Bed-planting method of wheat farming gains popularity in Rajshahi

BSS, Rajshahi :
By virtue of gradually rising interest among the farmers and others concerned, acreage of wheat farming in bed-planting method has started gaining popularity in the region including its vast barind tract for the last couple of years.
In the current season, the wheat farmers are hopeful about harvesting better yield like the previous year through adopting the bed plantation system.
Not only in the wheat farming, the farmers were seen showing to adopt the method in some other seasonal crops like mugbean, maize, potato and lentil in the current season.
Some of the farmers, scientists and researchers narrated the success story while talking to BSS here yesterday. They revealed that raised-bed planting of wheat is advantageous in areas where ground water level is receding and herbicide-resistant weeds are creating a problem.
Farmers, Ashraf Ali and Abdul Latif, of Baduria village under Charghat Upazila of the district said that they got two bed-planter machines from Regional Wheat Research Center (RWRC) and cultivated wheat on around 250 bighas of land last year. They harvested 5/7 mounds more yield from per bigha of land than the conventional system.
The donation inspired them to purchase two machines. By which, they brought around 450 bighas under the wheat farming in the current season.
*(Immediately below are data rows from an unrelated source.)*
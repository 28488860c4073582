//! Programmatic CLI-source overrides.
//!
//! Overrides are `(dotted_key, value)` pairs that land in the CLI source tree
//! alongside parsed arguments. Explicit overrides are always kept. Overrides
//! matched from a serializable source (a clap struct, a map) are kept only
//! when their key names a config field, either by its CLI key or by its
//! dotted field path.

use std::collections::HashMap;

use serde_json::{Map, Value};

use crate::merge::set_path;
use crate::schema::SchemaNode;

/// One override destined for the CLI source.
#[derive(Debug, Clone, PartialEq)]
pub struct CliOverride {
    pub key: String,
    pub value: Value,
    /// Drop this override unless `key` names a config field.
    pub only_if_known: bool,
}

impl CliOverride {
    pub fn explicit(key: &str, value: Value) -> Self {
        Self {
            key: key.to_string(),
            value,
            only_if_known: false,
        }
    }

    pub fn matched(key: String, value: Value) -> Self {
        Self {
            key,
            value,
            only_if_known: true,
        }
    }
}

/// Convert dotted-key pairs into a nested tree.
///
/// `("db.mysql.host", "h")` becomes `{db: {mysql: {host: "h"}}}`. If several
/// entries target the same key, the last one wins.
pub fn overrides_to_tree(entries: &[(String, Value)]) -> Value {
    let mut tree = Map::new();
    for (dotted_key, value) in entries {
        set_path(&mut tree, dotted_key, value.clone());
    }
    Value::Object(tree)
}

/// Flatten a serialized value into dotted leaf pairs, skipping `null`s.
///
/// Objects are recursed into; arrays and scalars are leaves.
pub fn flatten_value(value: &Value) -> Vec<(String, Value)> {
    let mut out = Vec::new();
    flatten_into(value, "", &mut out);
    out
}

fn flatten_into(value: &Value, prefix: &str, out: &mut Vec<(String, Value)>) {
    match value {
        Value::Null => {}
        Value::Object(map) => {
            for (key, child) in map {
                let dotted = if prefix.is_empty() {
                    key.clone()
                } else {
                    format!("{prefix}.{key}")
                };
                flatten_into(child, &dotted, out);
            }
        }
        other if !prefix.is_empty() => out.push((prefix.to_string(), other.clone())),
        _ => {}
    }
}

/// Map every name a caller may use for a field to its CLI key: the CLI key
/// itself and the dotted field path.
pub fn known_keys(schema: &SchemaNode) -> HashMap<String, String> {
    let mut keys = HashMap::new();
    for (path, leaf) in schema.leaves() {
        keys.insert(path, leaf.keys.cli.clone());
        keys.insert(leaf.keys.cli.clone(), leaf.keys.cli.clone());
    }
    keys
}

/// Resolve overrides against the schema: explicit ones are kept as given,
/// matched ones are renamed to their CLI key or dropped.
pub fn select(overrides: &[CliOverride], schema: &SchemaNode) -> Vec<(String, Value)> {
    let known = known_keys(schema);
    overrides
        .iter()
        .filter_map(|o| {
            if !o.only_if_known {
                return Some((o.key.clone(), o.value.clone()));
            }
            match known.get(&o.key) {
                Some(cli_key) => Some((cli_key.clone(), o.value.clone())),
                None => {
                    tracing::trace!(key = %o.key, "ignoring override with no matching field");
                    None
                }
            }
        })
        .collect()
}

#[cfg(test)]
mod tests {
    use super::*;
    use crate::field::ClassId;
    use crate::fixtures::test::TestConfig;
    use crate::registry::Registry;
    use crate::schema::plan;
    use serde_json::json;

    fn entries(pairs: &[(&str, Value)]) -> Vec<(String, Value)> {
        pairs
            .iter()
            .map(|(k, v)| (k.to_string(), v.clone()))
            .collect()
    }

    fn schema() -> SchemaNode {
        let registry = Registry::for_class::<TestConfig>().unwrap();
        plan(&registry, ClassId::of::<TestConfig>(), None).unwrap()
    }

    #[test]
    fn flat_and_nested_keys() {
        let tree = overrides_to_tree(&entries(&[
            ("debug", json!("true")),
            ("db.mysql.host", json!("h")),
            ("db.mysql.poolSize", json!(20)),
        ]));
        assert_eq!(
            tree,
            json!({"debug": "true", "db": {"mysql": {"host": "h", "poolSize": 20}}})
        );
    }

    #[test]
    fn empty_list_empty_tree() {
        assert_eq!(overrides_to_tree(&[]), json!({}));
    }

    #[test]
    fn last_entry_wins_for_same_key() {
        let tree = overrides_to_tree(&entries(&[("app.port", json!(3000)), ("app.port", json!(5000))]));
        assert_eq!(tree["app"]["port"], json!(5000));
    }

    #[test]
    fn flatten_skips_nulls_and_keeps_arrays() {
        let value = json!({"host": null, "port": 1, "db": {"url": "pg://", "pool": null}, "tags": ["a"]});
        assert_eq!(
            flatten_value(&value),
            vec![
                ("port".to_string(), json!(1)),
                ("db.url".to_string(), json!("pg://")),
                ("tags".to_string(), json!(["a"])),
            ]
        );
    }

    #[test]
    fn select_keeps_explicit_overrides() {
        let overrides = vec![CliOverride::explicit("anything.at.all", json!(1))];
        assert_eq!(
            select(&overrides, &schema()),
            entries(&[("anything.at.all", json!(1))])
        );
    }

    #[test]
    fn select_matches_by_cli_key_or_field_path() {
        let overrides = vec![
            CliOverride::matched("app.port".into(), json!(1)),
            CliOverride::matched("app_host".into(), json!("h")),
            CliOverride::matched("db.pool_size".into(), json!(3)),
            CliOverride::matched("verbose".into(), json!(true)),
        ];
        assert_eq!(
            select(&overrides, &schema()),
            entries(&[
                ("app.port", json!(1)),
                ("app.host", json!("h")),
                ("db.mysql.poolSize", json!(3)),
            ])
        );
    }
}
Besides, they have become machinery service providers and are doing business and making money through sowing seeds on others lands. Similarly, the landowners are also getting benefits in the system.
The farmers, however, said they need subsidy to purchase adequate planters for large-scale expansion of the wheat and other crops farming in the region.
RWRC Chief Scientific Officer Dr Israil Hossain told BSS that the wheat was cultivated on around 1.70 lakh hectares of land in the region this year and 5,000 hectares of those were brought under the bed-plantation method. He expected that the wheat farming in the modern system will be increased in next season.
For planting wheat on beds, a tractor drawn bed planter is used. The bed planter is mounted at the back of a medium size tractor. In one pass of tractor, the front big lines of planter makes two beds and three furrows and seeds drill at back sow three or four rows of wheat and heavy iron bar behind it close the seeded rows and smoothen the beds.
Under the conventional system, the single largest constraint requires planting of wheat in the country late in winter, leading to a poor yield. Sowing bed could be a good alternative to the country’s dominant wet culture, he said.
Bed planting improves water distribution and irrigation efficiency, gives better results in using fertilisers and pesticides and reduces weed infestation and crop lodging. It saves crops from disturbance from rats, Hossain opined.
The pattern helps farmers save 30 percent irrigation water and 30 to 40 percent of seeds and fertilisers.
To maintain sound soil health, it could be advisable to grow rice using a different system in order to improve compatibility between monsoon rice and upland winter crops.
Dr Hossian recommended minimising the constraints for the sake of sustainable wheat production. Farmers needed to be aware about the resource conserving technologies and modern scientific methods so that wheat production remained technologically sound, economically viable, socially acceptable and environmentally secure.